2.3. Preparation of Deamidated Pea Protein Samples

Deamidated pea protein isolates (DPPIs) were prepared using PG according to a modified method by Yong et al., (2006) [10]. Specifically, PPI was dissolved in 50 mM phosphate-buffered solution (PBS, pH 7.0) at a concentration of 20 mg/mL. It was then incubated in a water bath at 45 °C for 2 min. The PG (0.016 U/mg of protein) was added in the solution, and the reactions were carried out in sealed bottles at 45 °C for varying durations (0–24 h) to obtain DPPI samples with different deamidation levels. After the reaction, the sample solution was heated in a water bath at 80 °C for 20 min to inactivate the enzyme and then cooled in ice water bath. The amount of ammonia released after reaction was measured to determine the deamidation degree (DD), and curves plotting time against DD were generated. PPI treated with inactivated PG and subjected to the same incubation and high-temperature (80 °C) deactivation process was denoted as the heat control samples.

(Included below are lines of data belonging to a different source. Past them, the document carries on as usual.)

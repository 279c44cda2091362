use chrono::NaiveDate;
use migration::MigratorTrait;
use sea_orm::Database;

use api_types::expense::ExpenseItem;
use engine::Engine;
use expenses_cli::{Client, ClientError, Session};
use server::TokenKeys;

async fn spawn_server() -> Client {
    let db = Database::connect("sqlite::memory:").await.unwrap();
    migration::Migrator::up(&db, None).await.unwrap();
    let engine = Engine::builder().database(db).build().await.unwrap();

    let listener = tokio::net::TcpListener::bind("127.0.0.1:0").await.unwrap();
    let addr =
        server::spawn_with_listener(engine, TokenKeys::new(b"cli-secret", 60), listener).unwrap();

    Client::new(&format!("http://{addr}")).unwrap()
}

fn item(amount: f64, category: &str) -> ExpenseItem {
    ExpenseItem {
        amount,
        category: category.to_string(),
        notes: String::new(),
    }
}

#[tokio::test]
async fn login_yields_a_session_for_protected_calls() {
    let client = spawn_server().await;
    let date = NaiveDate::from_ymd_opt(2024, 8, 15).unwrap();

    client.register("alice", "password").await.unwrap();
    let session = client.login("alice", "password").await.unwrap();
    assert_eq!(session.username.as_deref(), Some("alice"));

    let items = vec![item(50.0, "Food"), item(50.0, "Rent")];
    client.replace_expenses(&session, date, &items).await.unwrap();

    assert_eq!(client.expenses_for_date(&session, date).await.unwrap(), items);

    let resumed = Session::from_token(session.access_token.clone());
    let all = client.all_expenses(&resumed).await.unwrap();
    assert_eq!(all.len(), 2);
    assert!(all.iter().all(|e| e.expense_date == date));

    let breakdown = client
        .category_breakdown(&session, date, date)
        .await
        .unwrap();
    assert_eq!(breakdown["Food"].percentage, 50.0);
    assert_eq!(breakdown["Rent"].total, 50.0);

    let months = client.monthly_totals(&session).await.unwrap();
    assert_eq!(months.len(), 1);
    assert_eq!(months[0].month_year, "2024-08");
    assert_eq!(months[0].total_amount, 100.0);
}

#[tokio::test]
async fn errors_come_back_typed() {
    let client = spawn_server().await;

    client.register("alice", "password").await.unwrap();
    let err = client.register("alice", "password").await.unwrap_err();
    assert!(matches!(err, ClientError::BadRequest(_)));

    let err = client.login("alice", "wrong").await.unwrap_err();
    assert!(matches!(err, ClientError::BadRequest(_)));

    let err = client
        .all_expenses(&Session::from_token("forged"))
        .await
        .unwrap_err();
    assert!(matches!(err, ClientError::Unauthorized(_)));
}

Based on the obtained DD time curve, deamidated pea protein isolate samples with four different DDs (10%, 15%, 20% and 25%) were prepared through incubation at four distinct time intervals (3.91 min, 16.07 min, 65.97 min and 270.86 min, respectively) for further structural analysis. These resulting deamidated samples are designated as DPPI. PPI samples treated with inactivated PG enzyme for 65.97 min (similar to 20% DD) and then processed with high temperature (80 °C) were designed as heat control sample (denoted as HPPI). Subsequently, all samples were dialyzed against distilled water for 48 h at 4 °C and then subjected to lyophilization for further use.

2.4. Structural Characterization

2.4.1. Determination of Released Ammonia (Degree of Deamidation)

The deamidation degree (DD) of PPI was calculated as the ratio of the net amount of released ammonia during the PG reaction to that from the total deamidation reaction. PPI (0.5 g) was totally deamidated via treatment with 2 mol/L HCl at 121 °C for 3 h. The amount of ammonia was determined using a Conway diffusion cell, following a previously described method [8]. Specifically, 3 mL aliquot of 2% boric acid solution containing methyl red and bromocresol green was added to the central chamber of a microdiffusion unit to capture the released ammonia gas. An aliquot (1 mL) of the sample solution was added to the outer chamber, where it mixed with preadded saturated K₂CO₃, and the cell was immediately sealed with a cover on the edges of coated gum Arabic. The Conway diffusion cell was put into an incubator at 30 °C for 12 h to release ammonia gas from the alkali sample solution. The ammonia absorbed in the 2% boric acid solution was titrated with 0.01 mol/L HCl.

2.4.2. Determination of the Degree of Hydrolysis (DH)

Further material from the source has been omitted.